Wheat prices pegged to stay above $300/t for the next two years

Camera IconWheat. Credit: Countryman

Australian wheat growers are on track to benefit from one of the best combinations of price and yield in Australian history, with prices flagged to hit $375 in December.

NAB’s October Rural Commodities Wrap revealed its Rural Commodities Index was now sitting 18.9 per cent above the same time last year, underpinned by excellent seasonal conditions and ongoing commodity price strength.

The bank has now upgraded its December quarter price forecast for wheat $350/tonne to $375/t and while prices are pegged to ease next year, they are expected to remain around at least $300/t throughout 2022 and 2023.

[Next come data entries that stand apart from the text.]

//! Repository for OTP and verification-token rows.
//!
//! Only SHA-256 digests of codes and tokens are stored. The
//! `UNIQUE(email)` constraints keep at most one live row per address;
//! `replace_*` deletes any prior row in the same transaction as the insert.

use chrono::{DateTime, Utc};
use sqlx::PgPool;

use grow_smart_core::Email;

use super::RepositoryError;

/// A stored login OTP.
#[derive(Debug, Clone, sqlx::FromRow)]
pub struct OtpRow {
    /// Address the code was sent to.
    pub email: Email,
    /// SHA-256 digest of the six-digit code.
    pub code_hash: Vec<u8>,
    /// Failed verification attempts so far.
    pub attempts: i32,
    /// When the code stops being accepted.
    pub expires_at: DateTime<Utc>,
}

/// A stored email-verification token.
#[derive(Debug, Clone, sqlx::FromRow)]
pub struct TokenRow {
    /// Address the link was sent to.
    pub email: Email,
    /// SHA-256 digest of the raw token.
    pub token_hash: Vec<u8>,
    /// When the link stops being accepted.
    pub expires_at: DateTime<Utc>,
}

/// Repository for email verification state.
pub struct VerificationRepository<'a> {
    pool: &'a PgPool,
}

impl<'a> VerificationRepository<'a> {
    /// Create a new verification repository.
    #[must_use]
    pub const fn new(pool: &'a PgPool) -> Self {
        Self { pool }
    }

    /// Store a fresh OTP for an email, discarding any previous one.
    ///
    /// # Errors
    ///
    /// Returns `RepositoryError::Database` if the transaction fails.
    pub async fn replace_otp(
        &self,
        email: &Email,
        code_hash: &[u8],
        expires_at: DateTime<Utc>,
    ) -> Result<(), RepositoryError> {
        let mut tx = self.pool.begin().await?;

        sqlx::query("DELETE FROM grow.email_otps WHERE email = $1")
            .bind(email)
            .execute(&mut *tx)
            .await?;

        sqlx::query(
            "INSERT INTO grow.email_otps (email, code_hash, expires_at) VALUES ($1, $2, $3)",
        )
        .bind(email)
        .bind(code_hash)
        .bind(expires_at)
        .execute(&mut *tx)
        .await?;

        tx.commit().await?;

        Ok(())
    }

    /// Get the live OTP row for an email, if any.
    ///
    /// # Errors
    ///
    /// Returns `RepositoryError::Database` if the query fails.
    pub async fn get_otp(&self, email: &Email) -> Result<Option<OtpRow>, RepositoryError> {
        let row = sqlx::query_as::<_, OtpRow>(
            "SELECT email, code_hash, attempts, expires_at FROM grow.email_otps WHERE email = $1",
        )
        .bind(email)
        .fetch_optional(self.pool)
        .await?;

        Ok(row)
    }

    /// Record a failed attempt and return the new attempt count.
    ///
    /// # Errors
    ///
    /// Returns `RepositoryError::NotFound` if no live OTP row exists.
    pub async fn increment_otp_attempts(&self, email: &Email) -> Result<i32, RepositoryError> {
        let attempts: Option<(i32,)> = sqlx::query_as(
            "UPDATE grow.email_otps SET attempts = attempts + 1 WHERE email = $1 RETURNING attempts",
        )
        .bind(email)
        .fetch_optional(self.pool)
        .await?;

        attempts.map(|(a,)| a).ok_or(RepositoryError::NotFound)
    }

    /// Remove the OTP row for an email (consumed or expired).
    ///
    /// # Errors
    ///
    /// Returns `RepositoryError::Database` if the query fails.
    pub async fn delete_otp(&self, email: &Email) -> Result<(), RepositoryError> {
        sqlx::query("DELETE FROM grow.email_otps WHERE email = $1")
            .bind(email)
            .execute(self.pool)
            .await?;

        Ok(())
    }

    /// Store a fresh verification token for an email, discarding any previous one.
    ///
    /// # Errors
    ///
    /// Returns `RepositoryError::Database` if the transaction fails.
    pub async fn replace_token(
        &self,
        email: &Email,
        token_hash: &[u8],
        expires_at: DateTime<Utc>,
    ) -> Result<(), RepositoryError> {
        let mut tx = self.pool.begin().await?;

        sqlx::query("DELETE FROM grow.email_verification_tokens WHERE email = $1")
            .bind(email)
            .execute(&mut *tx)
            .await?;

        sqlx::query(
            r"
            INSERT INTO grow.email_verification_tokens (email, token_hash, expires_at)
            VALUES ($1, $2, $3)
            ",
        )
        .bind(email)
        .bind(token_hash)
        .bind(expires_at)
        .execute(&mut *tx)
        .await?;

        tx.commit().await?;

        Ok(())
    }

    /// Look up a token row by the digest of the presented token.
    ///
    /// # Errors
    ///
    /// Returns `RepositoryError::Database` if the query fails.
    pub async fn get_token_by_hash(
        &self,
        token_hash: &[u8],
    ) -> Result<Option<TokenRow>, RepositoryError> {
        let row = sqlx::query_as::<_, TokenRow>(
            r"
            SELECT email, token_hash, expires_at
            FROM grow.email_verification_tokens
            WHERE token_hash = $1
            ",
        )
        .bind(token_hash)
        .fetch_optional(self.pool)
        .await?;

        Ok(row)
    }

    /// Remove the token row for an email (consumed or expired).
    ///
    /// # Errors
    ///
    /// Returns `RepositoryError::Database` if the query fails.
    pub async fn delete_token(&self, email: &Email) -> Result<(), RepositoryError> {
        sqlx::query("DELETE FROM grow.email_verification_tokens WHERE email = $1")
            .bind(email)
            .execute(self.pool)
            .await?;

        Ok(())
    }
}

NAB agribusiness economist Phin Ziebell said strong grain and cattle prices could be further bolstered if a La Nina event occurred.

“The Bureau of Meteorology’s latest ENSO outlook has now moved to a 70 per cent chance of a La Nina event developing this year,” Mr Ziebell said.

“La Nina is associated with above average spring-summer rainfall in eastern and northern Australia.

“This could drive even steeper cattle prices and a big grain harvest, albeit potentially at the expense of quality.”

Mr Ziebell said winter crop conditions were “generally excellent”.

“Wheat prices continue to rally on global markets, reflecting solid demand, ongoing supply question marks and increasingly sharp challenges around supply chains and fuel costs,” he said.

“Australian wheat now looks very well priced, and we are likely to see further upside in domestic prices.

“This combination of price and yield is likely to be one of the best in Australian history.”

Mr Ziebell said canola continued to rally, nearly passing $1000/t at the Port of Newcastle.

“This has been supported by a big rally in global oil seeds, reflecting labour shortages in palm oil plantations in COVID-hit Malaysia and extreme heat in Canada,” he said.

“Barley prices remain low compared to other winter crops, reflecting the hangover from the China trade ban.”

Surging input prices are taking some of the gloss off commodity prices, due largely to ongoing strength in oil prices following a pandemic-induced slump as well as elevated gas demand across Europe and Asia.

La Nina is associated with above average spring-summer rainfall in eastern and northern Australia.

Phin Ziebell

“The onset of the COVID-19 pandemic destroyed oil demand and saw production pull back accordingly. Now demand has returned but supply, particularly in US shale, continues to lag,” Mr Ziebell said.

“Gas markets are even more constrained amid supply chain issues in Europe. This points to even higher Australian input prices, particularly fuel and fertiliser, in coming months.”

Mr Ziebell said cattle prices remain out of step with trends in global markets and will remain a challenge for processors.

“The Eastern Young Cattle Indicator continues to push ever higher, exceeding 1075c/kg last week,” Mr Ziebell said.

“With a big summer forecast for eastern and northern Australia, grass fever could push restocker demand even higher.

“While this is clearly an excellent result for producers, we remain convinced that this price trajectory is unsustainable in 2022 if weather conditions return to normal.”

Looking at the Australian Dollar, Mr Ziebell said while it had recently risen back above US75¢, NAB forecasts the currency will finish 2021 at around US72¢.